■ What to do:
Your answer must be the full set of entries, repeated exactly.

(The data)

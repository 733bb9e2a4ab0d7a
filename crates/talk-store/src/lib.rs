// talk-core-client/talk-store
//
// Copyright: 2024, the talk-core-client authors
// License: Mozilla Public License v2.0 (MPL v2.0)

mod repository;
mod store;

pub mod prelude;

pub use repository::{Entity, KeyType};
pub use store::{
    ReadTransaction, ReadableCollection, Store, StoreError, WritableCollection, WriteTransaction,
};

(End The data)

■ Result:
repository 733bb9e2a4ab0d7a
filename crates/talk-store/src/lib.rs
// talk-core-client/talk-store
//
// Copyright: 2024, the talk-core-client authors
// License: Mozilla Public License v2.0 (MPL v2.0)

mod repository;
mod store;

pub mod prelude;

pub use repository::{Entity, KeyType};
pub use store::{
    ReadTransaction, ReadableCollection, Store, StoreError, WritableCollection, WriteTransaction,
};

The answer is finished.